Oh and some gifs that describe what’s going on in my judge-y mind when I hear comments like this.
1. So they like, didn’t want her?
Honestly, if they didn’t want her she would be dead. Abortion is the typical route in an unwanted pregnancy, not adoption.
Adoption isn’t a route chosen because the birth family didn’t “want” the baby. They most likely DID want the baby and that is why they chose to carry them and to make an adoption plan. They wanted to give them a chance in life.
Even in the rarest situations, where maybe the birth family truly didn’t want the baby in the way you’re implying, don’t ask me this when my daughter is around. She doesn’t need you planting doubts like this in her mind.

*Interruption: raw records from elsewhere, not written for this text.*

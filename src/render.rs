//! plotters glue: rasterize huemap outputs onto any drawing backend.

use plotters::coord::Shift;
use plotters::drawing::DrawingAreaErrorKind;
use plotters::prelude::*;
use plotters::style::text_anchor::{HPos, Pos, VPos};

use crate::color_table::ColorTable;
use crate::colorize::Rgba;
use crate::contrast::BLACK_TEXT;
use crate::hexbin::{HexbinCell, NoSamplesInRadius};

/// Result alias for drawing onto a generic backend.
pub type DrawResult<T, DB> = Result<T, DrawingAreaErrorKind<<DB as DrawingBackend>::ErrorType>>;

const LEFT_GUTTER: i32 = 80;
const BOTTOM_GUTTER: i32 = 40;
const CELL_GAP: i32 = 2;

/// Draw a color table: one filled rectangle per cell with centered
/// contrast-colored text, labels along the left and bottom edges.
pub fn draw_color_table<DB: DrawingBackend>(
    area: &DrawingArea<DB, Shift>,
    table: &ColorTable,
) -> DrawResult<(), DB> {
    area.fill(&WHITE)?;

    let (width, height) = area.dim_in_pixel();
    let nx = table.nx() as i32;
    let ny = table.ny() as i32;
    let cell_w = (width as i32 - LEFT_GUTTER) / nx;
    let cell_h = (height as i32 - BOTTOM_GUTTER) / ny;

    let centered = Pos::new(HPos::Center, VPos::Center);
    for iy in 0..ny {
        for ix in 0..nx {
            let cell = table.cell(ix as usize, iy as usize);
            let x0 = LEFT_GUTTER + ix * cell_w;
            let y0 = iy * cell_h;

            area.draw(&Rectangle::new(
                [(x0, y0), (x0 + cell_w - CELL_GAP, y0 + cell_h - CELL_GAP)],
                cell.color.to_plotters().filled(),
            ))?;

            let text_color = if cell.text_color == BLACK_TEXT { BLACK } else { WHITE };
            area.draw(&Text::new(
                cell.text.clone(),
                (x0 + cell_w / 2, y0 + cell_h / 2),
                ("sans-serif", 16).into_font().color(&text_color).pos(centered),
            ))?;
        }
    }

    let label_font = ("sans-serif", 15).into_font().color(&BLACK);
    for (ix, label) in table.x_labels().iter().enumerate() {
        area.draw(&Text::new(
            label.clone(),
            (LEFT_GUTTER + ix as i32 * cell_w + cell_w / 2, height as i32 - BOTTOM_GUTTER + 8),
            label_font.clone().pos(Pos::new(HPos::Center, VPos::Top)),
        ))?;
    }
    for (iy, label) in table.y_labels().iter().enumerate() {
        area.draw(&Text::new(
            label.clone(),
            (LEFT_GUTTER - 8, iy as i32 * cell_h + cell_h / 2),
            label_font.clone().pos(Pos::new(HPos::Right, VPos::Center)),
        ))?;
    }

    Ok(())
}

/// Draw hexbin cells as count-shaded discs with median-color dots on top.
///
/// `bin_colors` shades each disc (typically the colorized counts) and
/// `dot_colors` comes from the nearest-point aggregation. Cells whose
/// aggregation failed keep their disc but get an alarm-red ring, so a
/// degenerate binning stays visible instead of vanishing. Zero-count cells
/// are skipped entirely.
pub fn draw_hexbin_dots<DB: DrawingBackend>(
    area: &DrawingArea<DB, Shift>,
    cells: &[HexbinCell],
    bin_colors: &[Rgba],
    dot_colors: &[Result<Rgba, NoSamplesInRadius>],
    dot_size: i32,
) -> DrawResult<(), DB> {
    debug_assert_eq!(cells.len(), bin_colors.len());
    debug_assert_eq!(cells.len(), dot_colors.len());

    area.fill(&WHITE)?;

    let mut xmin = f64::INFINITY;
    let mut xmax = f64::NEG_INFINITY;
    let mut ymin = f64::INFINITY;
    let mut ymax = f64::NEG_INFINITY;
    for cell in cells {
        xmin = xmin.min(cell.center.x);
        xmax = xmax.max(cell.center.x);
        ymin = ymin.min(cell.center.y);
        ymax = ymax.max(cell.center.y);
    }
    // Leave a margin, and survive an empty or single-cell input.
    let xpad = if xmax > xmin { (xmax - xmin) * 0.05 } else { 1.0 };
    let ypad = if ymax > ymin { (ymax - ymin) * 0.05 } else { 1.0 };
    let (xmin, xmax) = if cells.is_empty() { (0.0, 1.0) } else { (xmin - xpad, xmax + xpad) };
    let (ymin, ymax) = if cells.is_empty() { (0.0, 1.0) } else { (ymin - ypad, ymax + ypad) };

    let mut chart = ChartBuilder::on(area)
        .margin(20)
        .x_label_area_size(28)
        .y_label_area_size(28)
        .build_cartesian_2d(xmin..xmax, ymin..ymax)?;

    chart.configure_mesh().x_labels(10).y_labels(10).draw()?;

    chart.draw_series(
        cells
            .iter()
            .zip(bin_colors)
            .filter(|(cell, _)| cell.count > 0)
            .map(|(cell, color)| {
                Circle::new(
                    (cell.center.x, cell.center.y),
                    dot_size * 3,
                    color.to_plotters().filled(),
                )
            }),
    )?;

    chart.draw_series(
        cells
            .iter()
            .zip(dot_colors)
            .filter(|(cell, _)| cell.count > 0)
            .map(|(cell, dot)| {
                let coord = (cell.center.x, cell.center.y);
                match dot {
                    Ok(color) => Circle::new(coord, dot_size, color.to_plotters().filled()),
                    Err(_) => Circle::new(coord, dot_size, ShapeStyle::from(&RED).stroke_width(2)),
                }
            }),
    )?;

    Ok(())
}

2. I could never give my baby up for adoption!
Good for you.
Time to go thank the Lord for the blessed circumstances he’s given you that you’ve never had to consider making an adoption plan.
Sarcasm aside, people don’t make adoption plans willy-nilly because they felt like it. It’s because their life situation wouldn’t be ideal for parenting a child at that point in time.
You likely aren’t anywhere close to facing those same difficult circumstances which is why you can’t fathom pursuing adoption. If you are facing those difficulties? You can understand why adoption is a great option for individuals and couples to choose if they desire.
And the term “give my baby up” sounds heartless and not thought out. The positive term is “making an adoption plan” because it implies intentionality and thought that was behind the choice.
3. Did you adopt her because you couldn’t have your own?
This one was recently asked of me in a front of a group of 20+ women and I handled it pretty dang well.
But really? Why is it anyone else’s business to understand the nitty gritty details of why we pursued adoption? It’s pretty obvious to you all here on the blog since we’ve shared our story publicly but I am still dumb-founded at why people ask this question.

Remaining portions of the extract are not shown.